WORK INSTRUCTION: Give the data again in full, with every character unchanged.

DATA RECORDS:

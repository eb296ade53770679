use fieldlens_core::{AppError, AppResult};
use serde::de::DeserializeOwned;
use serde::{Deserialize, Serialize};
use serde_json::Value;

/// Record metadata block attached to every query row.
#[derive(Debug, Clone, PartialEq, Eq, Default, Serialize, Deserialize)]
pub struct RecordAttributes {
    /// Object type of the row.
    #[serde(rename = "type", default)]
    pub record_type: Option<String>,
    /// REST path of the row; its last segment is the record id.
    #[serde(default)]
    pub url: Option<String>,
}

impl RecordAttributes {
    fn trailing_id(&self) -> Option<&str> {
        self.url
            .as_deref()
            .and_then(|url| url.rsplit('/').next())
            .filter(|segment| !segment.is_empty())
    }
}

/// Name-only relationship, e.g. `Parent.Profile`.
#[derive(Debug, Clone, PartialEq, Eq, Default, Serialize, Deserialize)]
pub struct NamedReference {
    /// Display name.
    #[serde(rename = "Name", default)]
    pub name: Option<String>,
}

/// Profile or permission set owning a field permission.
#[derive(Debug, Clone, PartialEq, Eq, Default, Serialize, Deserialize)]
#[serde(rename_all = "PascalCase")]
pub struct ParentReference {
    /// Record metadata.
    #[serde(rename = "attributes", default)]
    pub attributes: Option<RecordAttributes>,
    /// Explicit parent id, when selected.
    #[serde(default)]
    pub id: Option<String>,
    /// Permission set name.
    #[serde(default)]
    pub name: Option<String>,
    /// `Profile` for profile-owned permission sets.
    #[serde(rename = "Type", default)]
    pub parent_type: Option<String>,
    /// Linked profile for profile-owned permission sets.
    #[serde(default)]
    pub profile: Option<NamedReference>,
}

impl ParentReference {
    /// Returns the parent id, deriving it from the REST path when not selected.
    #[must_use]
    pub fn resolved_id(&self) -> Option<&str> {
        self.id
            .as_deref()
            .filter(|value| !value.is_empty())
            .or_else(|| self.attributes.as_ref().and_then(RecordAttributes::trailing_id))
    }

    /// Returns the linked profile name, if any.
    #[must_use]
    pub fn profile_name(&self) -> Option<&str> {
        self.profile
            .as_ref()
            .and_then(|profile| profile.name.as_deref())
            .filter(|value| !value.is_empty())
    }
}

/// Raw `FieldPermissions` row as returned by the query endpoint.
#[derive(Debug, Clone, PartialEq, Eq, Default, Serialize, Deserialize)]
#[serde(rename_all = "PascalCase")]
pub struct FieldPermissionRecord {
    /// Field permission record id.
    #[serde(default)]
    pub id: Option<String>,
    /// Qualified `Object.Field` name.
    #[serde(default)]
    pub field: Option<String>,
    /// Read flag.
    #[serde(default)]
    pub permissions_read: Option<bool>,
    /// Edit flag.
    #[serde(default)]
    pub permissions_edit: Option<bool>,
    /// Flat parent id, when selected.
    #[serde(default)]
    pub parent_id: Option<String>,
    /// Parent relationship.
    #[serde(default)]
    pub parent: Option<ParentReference>,
}

impl FieldPermissionRecord {
    /// Returns the owning parent id from any of the places it may appear.
    #[must_use]
    pub fn resolved_parent_id(&self) -> Option<&str> {
        self.parent
            .as_ref()
            .and_then(ParentReference::resolved_id)
            .or_else(|| self.parent_id.as_deref().filter(|value| !value.is_empty()))
    }
}

/// Entry of the org's permission set catalog.
#[derive(Debug, Clone, PartialEq, Eq, Serialize, Deserialize)]
pub struct PermissionSetCatalogEntry {
    /// Permission set id.
    #[serde(rename = "Id")]
    pub id: String,
    /// Permission set name.
    #[serde(rename = "Name")]
    pub name: String,
}

/// Extracts and decodes the `records` array of a query response.
///
/// A body without `records` is an empty result; anything that is not a JSON
/// object, or rows that do not decode, is a parse failure.
pub fn parse_records<T: DeserializeOwned>(body: Value) -> AppResult<Vec<T>> {
    let Value::Object(mut object) = body else {
        return Err(AppError::Parse(
            "query response body must be a JSON object".to_owned(),
        ));
    };

    match object.remove("records") {
        None | Some(Value::Null) => Ok(Vec::new()),
        Some(records @ Value::Array(_)) => serde_json::from_value(records).map_err(|error| {
            AppError::Parse(format!("query response rows have an unexpected shape: {error}"))
        }),
        Some(_) => Err(AppError::Parse(
            "query response 'records' must be an array".to_owned(),
        )),
    }
}
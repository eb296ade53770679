use fieldlens_core::{AppResult, OrgDomain};
use fieldlens_domain::PendingEdits;
use tracing::{info, warn};

use super::{BatchOutcome, BusyGuard, FieldPermissionView, InspectorService, MutationOutcome, SaveReport};
use crate::map_edits;

impl InspectorService {
    /// Maps pending edits to mutations and submits them one at a time.
    ///
    /// A failed write does not stop the batch. `edits` is cleared only when
    /// every planned mutation succeeded and no edit was skipped.
    pub async fn save_edits(
        &self,
        page_host: &str,
        view: &FieldPermissionView,
        edits: &mut PendingEdits,
    ) -> AppResult<SaveReport> {
        if edits.is_empty() {
            info!(field = %view.field, "no changes to save");
            return Ok(SaveReport {
                outcome: BatchOutcome::NothingToSave,
                outcomes: Vec::new(),
                skipped: Vec::new(),
            });
        }

        let _busy = BusyGuard::acquire(&self.busy)?;
        let domain = OrgDomain::from_presentation_host(page_host)?;
        let plan = map_edits(edits, &view.grid, view.records.as_slice());

        let mut outcomes = Vec::with_capacity(plan.mutations.len());
        for planned in plan.mutations {
            let error = match self.gateway.apply_mutation(&domain, &planned.mutation).await {
                Ok(()) => None,
                Err(error) => {
                    warn!(row = %planned.row_key, error = %error, "field permission write failed");
                    Some(error.to_string())
                }
            };

            outcomes.push(MutationOutcome {
                row_key: planned.row_key,
                mutation: planned.mutation,
                error,
            });
        }

        let failed = outcomes.iter().filter(|outcome| !outcome.succeeded()).count();
        let outcome = match (outcomes.len(), failed) {
            (0, _) => BatchOutcome::NothingToSave,
            (_, 0) => BatchOutcome::AllSucceeded,
            (total, failed) if failed == total => BatchOutcome::AllFailed,
            _ => BatchOutcome::Partial,
        };

        if outcome == BatchOutcome::AllSucceeded && plan.skipped.is_empty() {
            edits.clear();
        }

        info!(
            field = %view.field,
            outcome = ?outcome,
            submitted = outcomes.len(),
            failed,
            skipped = plan.skipped.len(),
            "saved field permissions"
        );

        Ok(SaveReport {
            outcome,
            outcomes,
            skipped: plan.skipped,
        })
    }
}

WRITTEN ANSWER:
repository eb296ade53770679
use fieldlens_core::{AppError, AppResult};
use serde::de::DeserializeOwned;
use serde::{Deserialize, Serialize};
use serde_json::Value;

/// Record metadata block attached to every query row.
#[derive(Debug, Clone, PartialEq, Eq, Default, Serialize, Deserialize)]
pub struct RecordAttributes {
    /// Object type of the row.
    #[serde(rename = "type", default)]
    pub record_type: Option<String>,
    /// REST path of the row; its last segment is the record id.
    #[serde(default)]
    pub url: Option<String>,
}

impl RecordAttributes {
    fn trailing_id(&self) -> Option<&str> {
        self.url
            .as_deref()
            .and_then(|url| url.rsplit('/').next())
            .filter(|segment| !segment.is_empty())
    }
}

/// Name-only relationship, e.g. `Parent.Profile`.
#[derive(Debug, Clone, PartialEq, Eq, Default, Serialize, Deserialize)]
pub struct NamedReference {
    /// Display name.
    #[serde(rename = "Name", default)]
    pub name: Option<String>,
}

/// Profile or permission set owning a field permission.
#[derive(Debug, Clone, PartialEq, Eq, Default, Serialize, Deserialize)]
#[serde(rename_all = "PascalCase")]
pub struct ParentReference {
    /// Record metadata.
    #[serde(rename = "attributes", default)]
    pub attributes: Option<RecordAttributes>,
    /// Explicit parent id, when selected.
    #[serde(default)]
    pub id: Option<String>,
    /// Permission set name.
    #[serde(default)]
    pub name: Option<String>,
    /// `Profile` for profile-owned permission sets.
    #[serde(rename = "Type", default)]
    pub parent_type: Option<String>,
    /// Linked profile for profile-owned permission sets.
    #[serde(default)]
    pub profile: Option<NamedReference>,
}

impl ParentReference {
    /// Returns the parent id, deriving it from the REST path when not selected.
    #[must_use]
    pub fn resolved_id(&self) -> Option<&str> {
        self.id
            .as_deref()
            .filter(|value| !value.is_empty())
            .or_else(|| self.attributes.as_ref().and_then(RecordAttributes::trailing_id))
    }

    /// Returns the linked profile name, if any.
    #[must_use]
    pub fn profile_name(&self) -> Option<&str> {
        self.profile
            .as_ref()
            .and_then(|profile| profile.name.as_deref())
            .filter(|value| !value.is_empty())
    }
}

/// Raw `FieldPermissions` row as returned by the query endpoint.
#[derive(Debug, Clone, PartialEq, Eq, Default, Serialize, Deserialize)]
#[serde(rename_all = "PascalCase")]
pub struct FieldPermissionRecord {
    /// Field permission record id.
    #[serde(default)]
    pub id: Option<String>,
    /// Qualified `Object.Field` name.
    #[serde(default)]
    pub field: Option<String>,
    /// Read flag.
    #[serde(default)]
    pub permissions_read: Option<bool>,
    /// Edit flag.
    #[serde(default)]
    pub permissions_edit: Option<bool>,
    /// Flat parent id, when selected.
    #[serde(default)]
    pub parent_id: Option<String>,
    /// Parent relationship.
    #[serde(default)]
    pub parent: Option<ParentReference>,
}

impl FieldPermissionRecord {
    /// Returns the owning parent id from any of the places it may appear.
    #[must_use]
    pub fn resolved_parent_id(&self) -> Option<&str> {
        self.parent
            .as_ref()
            .and_then(ParentReference::resolved_id)
            .or_else(|| self.parent_id.as_deref().filter(|value| !value.is_empty()))
    }
}

/// Entry of the org's permission set catalog.
#[derive(Debug, Clone, PartialEq, Eq, Serialize, Deserialize)]
pub struct PermissionSetCatalogEntry {
    /// Permission set id.
    #[serde(rename = "Id")]
    pub id: String,
    /// Permission set name.
    #[serde(rename = "Name")]
    pub name: String,
}

/// Extracts and decodes the `records` array of a query response.
///
/// A body without `records` is an empty result; anything that is not a JSON
/// object, or rows that do not decode, is a parse failure.
pub fn parse_records<T: DeserializeOwned>(body: Value) -> AppResult<Vec<T>> {
    let Value::Object(mut object) = body else {
        return Err(AppError::Parse(
            "query response body must be a JSON object".to_owned(),
        ));
    };

    match object.remove("records") {
        None | Some(Value::Null) => Ok(Vec::new()),
        Some(records @ Value::Array(_)) => serde_json::from_value(records).map_err(|error| {
            AppError::Parse(format!("query response rows have an unexpected shape: {error}"))
        }),
        Some(_) => Err(AppError::Parse(
            "query response 'records' must be an array".to_owned(),
        )),
    }
}
repository eb296ade53770679
use fieldlens_core::{AppResult, OrgDomain};
use fieldlens_domain::PendingEdits;
use tracing::{info, warn};

use super::{BatchOutcome, BusyGuard, FieldPermissionView, InspectorService, MutationOutcome, SaveReport};
use crate::map_edits;

impl InspectorService {
    /// Maps pending edits to mutations and submits them one at a time.
    ///
    /// A failed write does not stop the batch. `edits` is cleared only when
    /// every planned mutation succeeded and no edit was skipped.
    pub async fn save_edits(
        &self,
        page_host: &str,
        view: &FieldPermissionView,
        edits: &mut PendingEdits,
    ) -> AppResult<SaveReport> {
        if edits.is_empty() {
            info!(field = %view.field, "no changes to save");
            return Ok(SaveReport {
                outcome: BatchOutcome::NothingToSave,
                outcomes: Vec::new(),
                skipped: Vec::new(),
            });
        }

        let _busy = BusyGuard::acquire(&self.busy)?;
        let domain = OrgDomain::from_presentation_host(page_host)?;
        let plan = map_edits(edits, &view.grid, view.records.as_slice());

        let mut outcomes = Vec::with_capacity(plan.mutations.len());
        for planned in plan.mutations {
            let error = match self.gateway.apply_mutation(&domain, &planned.mutation).await {
                Ok(()) => None,
                Err(error) => {
                    warn!(row = %planned.row_key, error = %error, "field permission write failed");
                    Some(error.to_string())
                }
            };

            outcomes.push(MutationOutcome {
                row_key: planned.row_key,
                mutation: planned.mutation,
                error,
            });
        }

        let failed = outcomes.iter().filter(|outcome| !outcome.succeeded()).count();
        let outcome = match (outcomes.len(), failed) {
            (0, _) => BatchOutcome::NothingToSave,
            (_, 0) => BatchOutcome::AllSucceeded,
            (total, failed) if failed == total => BatchOutcome::AllFailed,
            _ => BatchOutcome::Partial,
        };

        if outcome == BatchOutcome::AllSucceeded && plan.skipped.is_empty() {
            edits.clear();
        }

        info!(
            field = %view.field,
            outcome = ?outcome,
            submitted = outcomes.len(),
            failed,
            skipped = plan.skipped.len(),
            "saved field permissions"
        );

        Ok(SaveReport {
            outcome,
            outcomes,
            skipped: plan.skipped,
        })
    }
}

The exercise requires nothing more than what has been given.